The snow paused for a spell, and birds came to the feeder! I didn’t see them, of course, until Pippin pointed them out to me, just a few feet on the other side of the window above my sinkful of dishes. We took pictures of the Black-Headed Grosbeak and the Mountain Chickadee. The Grosbeak was a bird she hadn’t seen before this spring.

My daughter and husband haven’t lived here a full year, so every time something comes into bloom or loses its leaves it is an event. Everything was so different at my first two visits especially.

The crabapple trees in front are covered in flowers now.
And one of the birches uprooted in the very rough winter.

I’m wondering if this is a quince brightening up the roadside.

 

 

 

 

I built a fire in the stove this morning, as it was colder than yesterday. And the cats seemed to enjoy it. They slept in nooks and crannies all around the warm room.

 

 

 

 

Pippin made us some kale chips tonight.
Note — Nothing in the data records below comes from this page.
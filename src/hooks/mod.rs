//! Hooks Module
//!
//! Observation points on the fan-out path. The router reports every
//! recipient copy it fails to hand off to a [`DroppedMessageSink`]; the
//! sinks here log and count them, and can be chained with
//! [`CompositeSink`].

use std::fmt;
use std::sync::Arc;

use tracing::{debug, warn};

use crate::metrics::Metrics;
use crate::protocol::PublishMessage;
use crate::session::DeliveryError;

#[cfg(test)]
mod tests;

/// Why a recipient copy was dropped
#[derive(Debug, Clone, Copy, PartialEq, Eq, Hash)]
pub enum DropReason {
    /// Connection channel is closed
    ChannelClosed,
    /// Outbound or offline queue overflowed
    QueueFull,
    /// Hand-off exceeded the delivery timeout
    Timeout,
    /// Subscriber has neither a live channel nor a persistent session
    NoSession,
    /// The channel failed or panicked for some other reason
    Other,
}

impl DropReason {
    /// Stable label for logs and metrics
    pub fn as_str(self) -> &'static str {
        match self {
            DropReason::ChannelClosed => "channel_closed",
            DropReason::QueueFull => "queue_full",
            DropReason::Timeout => "timeout",
            DropReason::NoSession => "no_session",
            DropReason::Other => "other",
        }
    }
}

impl fmt::Display for DropReason {
    fn fmt(&self, f: &mut fmt::Formatter<'_>) -> fmt::Result {
        f.write_str(self.as_str())
    }
}

impl From<&DeliveryError> for DropReason {
    fn from(err: &DeliveryError) -> Self {
        match err {
            DeliveryError::ChannelClosed => DropReason::ChannelClosed,
            DeliveryError::QueueFull => DropReason::QueueFull,
            DeliveryError::Timeout => DropReason::Timeout,
            DeliveryError::Other(_) => DropReason::Other,
        }
    }
}

/// Receives recipient copies that could not be delivered
///
/// Called from inside the fan-out futures, so implementations must not
/// block.
pub trait DroppedMessageSink: Send + Sync {
    fn record(&self, reason: DropReason, message: &PublishMessage, client_id: Option<&str>);
}

/// Implement DroppedMessageSink for Arc<T> where T: DroppedMessageSink
impl<T: DroppedMessageSink + ?Sized> DroppedMessageSink for Arc<T> {
    fn record(&self, reason: DropReason, message: &PublishMessage, client_id: Option<&str>) {
        (**self).record(reason, message, client_id);
    }
}

/// Sink that ignores everything
#[derive(Debug, Default)]
pub struct NoopSink;

impl DroppedMessageSink for NoopSink {
    fn record(&self, _reason: DropReason, _message: &PublishMessage, _client_id: Option<&str>) {}
}

/// Sink that logs drops and counts them per reason
#[derive(Default)]
pub struct LoggingSink {
    metrics: Option<Arc<Metrics>>,
}

impl LoggingSink {
    pub fn new() -> Self {
        Self::default()
    }

    pub fn with_metrics(metrics: Arc<Metrics>) -> Self {
        Self {
            metrics: Some(metrics),
        }
    }
}

impl DroppedMessageSink for LoggingSink {
    fn record(&self, reason: DropReason, message: &PublishMessage, client_id: Option<&str>) {
        let client_id = client_id.unwrap_or("-");
        match reason {
            // Expected when a clean session subscribes and goes away
            DropReason::NoSession => debug!(
                client_id,
                topic = %message.topic,
                reason = reason.as_str(),
                "message dropped"
            ),
            _ => warn!(
                client_id,
                topic = %message.topic,
                qos = message.qos.as_u8(),
                reason = reason.as_str(),
                "message dropped"
            ),
        }

        if let Some(ref metrics) = self.metrics {
            metrics.message_dropped(reason.as_str());
        }
    }
}

/// Composite sink that forwards every drop to each inner sink in order
pub struct CompositeSink {
    sinks: Vec<Box<dyn DroppedMessageSink>>,
}

impl CompositeSink {
    pub fn new() -> Self {
        Self { sinks: Vec::new() }
    }

    /// Add a sink
    pub fn add<S: DroppedMessageSink + 'static>(&mut self, sink: S) {
        self.sinks.push(Box::new(sink));
    }

    /// Add a sink and return self for chaining
    pub fn with<S: DroppedMessageSink + 'static>(mut self, sink: S) -> Self {
        self.add(sink);
        self
    }

    pub fn len(&self) -> usize {
        self.sinks.len()
    }

    pub fn is_empty(&self) -> bool {
        self.sinks.is_empty()
    }
}

impl Default for CompositeSink {
    fn default() -> Self {
        Self::new()
    }
}

impl DroppedMessageSink for CompositeSink {
    fn record(&self, reason: DropReason, message: &PublishMessage, client_id: Option<&str>) {
        for sink in &self.sinks {
            sink.record(reason, message, client_id);
        }
    }
}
I’m not sure I’d ever have tried them if she hadn’t demonstrated how easy they are:

Take a bunch of kale, wash it and tear approximately 2″ pieces off the stalk. Dry them in a towel or salad spinner, and put them in a bowl. Toss with 2 tablespoons of olive oil, 2 tablespoons of lemon juice, and 1/4 to 1/2 teaspoon salt. Bake in a 350° oven for about 12 minutes, stirring a couple of times.

She thinks you should try to cook the kale on parchment paper as her original recipe directs, but she hasn’t always done this. The kale comes out looking brownish-green, but it is crispy and light and flavorful. One person could easily eat a whole bunch this way. We don’t know how much of the nutrient value is retained, and I haven’t researched what anyone else says about that.

When I get home again I will be in the midst of the disarray that seeps into my mind and makes me incapable of writing more than one coherent sentence per day. It’s been nice to relax away from the home that is not homey, and play with Little Scout, who’s seven months old now and lots of fun. While he napped I read and wrote, and even laid away a draft for a little blog I can post later if I feel like it.